Task to carry out: In the records that follow, how many lines contain the word "AttachQuestionsRequest"? Give only that figure.

Collected data:
• • • • • • •

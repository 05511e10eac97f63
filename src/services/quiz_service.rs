use std::collections::{HashMap, HashSet};
use std::sync::Arc;

use chrono::{DateTime, Utc};
use rand::SeedableRng;
use rand_chacha::ChaCha8Rng;
use validator::Validate;

use crate::{
    errors::{AppError, AppResult},
    models::{
        domain::{
            quiz::NewQuiz, AnsweredQuestion, GradedAnswer, Quiz, QuizStatus, Snippet, SnippetScope,
        },
        dto::{
            request::{AnswerInput, AttachQuestionsRequest, CreateQuizRequest, SubmitQuizRequest},
            response::{CreateQuizResponse, QuizResult},
        },
    },
    repositories::{HistoryRepository, QuizRepository, SnippetRepository},
    services::adaptive_sampler::AdaptiveSampler,
};

#[derive(Clone, Copy, Debug)]
pub struct QuizDefaults {
    pub quiz_length: i64,
    pub options_per_question: i16,
    pub sampler_seed: Option<u64>,
}

impl Default for QuizDefaults {
    fn default() -> Self {
        Self {
            quiz_length: 20,
            options_per_question: 4,
            sampler_seed: None,
        }
    }
}

pub struct QuizService {
    quizzes: Arc<dyn QuizRepository>,
    history: Arc<dyn HistoryRepository>,
    snippets: Arc<dyn SnippetRepository>,
    sampler: Arc<AdaptiveSampler>,
    defaults: QuizDefaults,
}

impl QuizService {
    pub fn new(
        quizzes: Arc<dyn QuizRepository>,
        history: Arc<dyn HistoryRepository>,
        snippets: Arc<dyn SnippetRepository>,
        sampler: Arc<AdaptiveSampler>,
        defaults: QuizDefaults,
    ) -> Self {
        Self {
            quizzes,
            history,
            snippets,
            sampler,
            defaults,
        }
    }

    fn rng(&self) -> ChaCha8Rng {
        match self.defaults.sampler_seed {
            Some(seed) => ChaCha8Rng::seed_from_u64(seed),
            None => ChaCha8Rng::from_entropy(),
        }
    }

    pub async fn get_quiz(&self, id: &str) -> AppResult<Quiz> {
        let quiz = self
            .quizzes
            .find_by_id(id)
            .await?
            .ok_or_else(|| AppError::NotFound(format!("Quiz with id '{}' not found", id)))?;

        Ok(quiz)
    }

    pub async fn list_quizzes_for_user(
        &self,
        user_id: &str,
        offset: i64,
        limit: i64,
    ) -> AppResult<(Vec<Quiz>, i64)> {
        self.quizzes.list_by_user(user_id, offset, limit).await
    }

    /// Questions of a quiz that has left `Pending`.
    pub async fn questions_for_quiz(&self, quiz_id: &str) -> AppResult<Vec<AnsweredQuestion>> {
        let quiz = self.get_quiz(quiz_id).await?;
        if !quiz.has_questions() {
            return Err(AppError::Conflict(format!(
                "Quiz '{}' is still waiting for its questions",
                quiz_id
            )));
        }
        self.history.find_by_quiz(quiz_id).await
    }

    /// Samples snippets for a new quiz and stores it as `Pending`.
    pub async fn create_quiz(
        &self,
        request: CreateQuizRequest,
        now: DateTime<Utc>,
    ) -> AppResult<CreateQuizResponse> {
        request.validate()?;

        let quiz_length = request.quiz_length.unwrap_or(self.defaults.quiz_length);
        let options_per_question = request
            .options_per_question
            .unwrap_or(self.defaults.options_per_question);

        let scope = SnippetScope::resolve(
            &request.course_id,
            &request.subject_ids,
            &request.material_ids,
        );
        let pool = self.snippets.find_candidate_pool(&scope).await?;
        let optimize_learning = pool.optimize_learning;

        let mut rng = self.rng();
        let outcome = self
            .sampler
            .select_quiz_snippets(
                pool.snippets,
                &request.user_id,
                quiz_length,
                optimize_learning,
                now,
                &mut rng,
            )
            .await?;

        let snippet_ids = outcome.snippets.iter().map(|s| s.id.clone()).collect();
        let quiz = Quiz::new_pending(
            NewQuiz {
                user_id: &request.user_id,
                course_id: &request.course_id,
                name: &request.name,
                subject_ids: request.subject_ids.clone(),
                material_ids: request.material_ids.clone(),
                quiz_length,
                options_per_question,
            },
            snippet_ids,
            optimize_learning,
            now,
        );
        let quiz = self.quizzes.create(quiz).await?;

        log::info!(
            "Created quiz {} for user {} with {} snippets (adaptive: {})",
            quiz.id,
            quiz.user_id,
            quiz.snippet_ids.len(),
            quiz.optimize_learning
        );

        Ok(CreateQuizResponse {
            quiz,
            snippets: outcome.snippets,
            truncated: outcome.truncated,
        })
    }

    /// Accepts the generated questions for a `Pending` quiz. Every question
    /// must come from a snippet the sampler selected for this quiz.
    pub async fn attach_questions(
        &self,
        quiz_id: &str,
        request: AttachQuestionsRequest,
    ) -> AppResult<Vec<AnsweredQuestion>> {
        request.validate()?;
        let quiz = self.get_quiz(quiz_id).await?;

        if quiz.status != QuizStatus::Pending {
            return Err(AppError::Conflict(format!(
                "Quiz '{}' already has questions",
                quiz_id
            )));
        }

        let selected: HashSet<&str> = quiz.snippet_ids.iter().map(String::as_str).collect();
        let snippets: HashMap<String, Snippet> = self
            .snippets
            .find_by_ids(&quiz.snippet_ids)
            .await?
            .into_iter()
            .map(|s| (s.id.clone(), s))
            .collect();

        let mut questions = Vec::with_capacity(request.questions.len());
        for input in request.questions {
            if !selected.contains(input.snippet_id.as_str()) {
                return Err(AppError::ValidationError(format!(
                    "Snippet '{}' was not selected for quiz '{}'",
                    input.snippet_id, quiz_id
                )));
            }
            if input.choices.len() != quiz.options_per_question as usize {
                return Err(AppError::ValidationError(format!(
                    "Quiz '{}' expects {} choices per question, got {}",
                    quiz_id,
                    quiz.options_per_question,
                    input.choices.len()
                )));
            }
            let snippet = snippets.get(&input.snippet_id).ok_or_else(|| {
                AppError::NotFound(format!("Snippet '{}' not found", input.snippet_id))
            })?;

            let question = AnsweredQuestion::for_snippet(
                &quiz.id,
                &quiz.user_id,
                snippet,
                &input.prompt,
                input.choices,
                input.correct_choice,
            );
            if !question.is_choice_in_range(question.correct_choice) {
                return Err(AppError::ValidationError(format!(
                    "Correct choice {} is out of range for a question with {} choices",
                    question.correct_choice,
                    question.choices.len()
                )));
            }
            questions.push(question);
        }

        self.quizzes
            .attach_questions(quiz_id, questions.clone())
            .await?;

        log::info!("Attached {} questions to quiz {}", questions.len(), quiz_id);
        Ok(questions)
    }

    /// Grades a submission and records it as a single all-or-nothing update.
    pub async fn submit_quiz(
        &self,
        quiz_id: &str,
        request: SubmitQuizRequest,
        now: DateTime<Utc>,
    ) -> AppResult<QuizResult> {
        request.validate()?;
        let quiz = self.get_quiz(quiz_id).await?;

        if quiz.is_complete() {
            return Err(AppError::Conflict(format!("Quiz '{}' was already submitted", quiz_id)));
        }
        if quiz.status != QuizStatus::Ready {
            return Err(AppError::Conflict(format!(
                "Quiz '{}' has no questions yet",
                quiz_id
            )));
        }

        let questions = self.history.find_by_quiz(quiz_id).await?;
        let graded = grade_submission(&questions, &request.answers).inspect_err(|err| {
            log::warn!("Rejected submission for quiz {}: {}", quiz_id, err);
        })?;

        let correct_answers = graded.iter().filter(|a| a.is_correct).count() as i64;
        let total_questions = graded.len() as i64;

        self.quizzes.apply_submission(quiz_id, graded, now).await?;

        log::info!(
            "Quiz {} submitted: {}/{} correct",
            quiz_id,
            correct_answers,
            total_questions
        );

        Ok(QuizResult {
            quiz_id: quiz_id.to_string(),
            total_questions,
            correct_answers,
            completed_at: now,
        })
    }
}

/// Checks a submission against the quiz's questions and grades every answer.
/// Any problem rejects the whole submission.
pub fn grade_submission(
    questions: &[AnsweredQuestion],
    answers: &[AnswerInput],
) -> AppResult<Vec<GradedAnswer>> {
    if answers.len() != questions.len() {
        return Err(AppError::SubmissionMismatch(format!(
            "Expected {} answers, got {}",
            questions.len(),
            answers.len()
        )));
    }

    let by_id: HashMap<&str, &AnsweredQuestion> =
        questions.iter().map(|q| (q.id.as_str(), q)).collect();
    let mut seen = HashSet::with_capacity(answers.len());

    answers
        .iter()
        .map(|answer| {
            let question = by_id.get(answer.question_id.as_str()).ok_or_else(|| {
                AppError::SubmissionMismatch(format!(
                    "Question '{}' does not belong to this quiz",
                    answer.question_id
                ))
            })?;

            if !seen.insert(answer.question_id.as_str()) {
                return Err(AppError::SubmissionMismatch(format!(
                    "Question '{}' answered more than once",
                    answer.question_id
                )));
            }
            if !question.is_choice_in_range(answer.chosen_answer_index) {
                return Err(AppError::ValidationError(format!(
                    "Answer index {} is out of range for question '{}'",
                    answer.chosen_answer_index, answer.question_id
                )));
            }

            Ok(GradedAnswer {
                question_id: answer.question_id.clone(),
                chosen_choice: answer.chosen_answer_index,
                is_correct: answer.chosen_answer_index == question.correct_choice,
            })
        })
        .collect()
}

• • • • • • •

Answer section: 2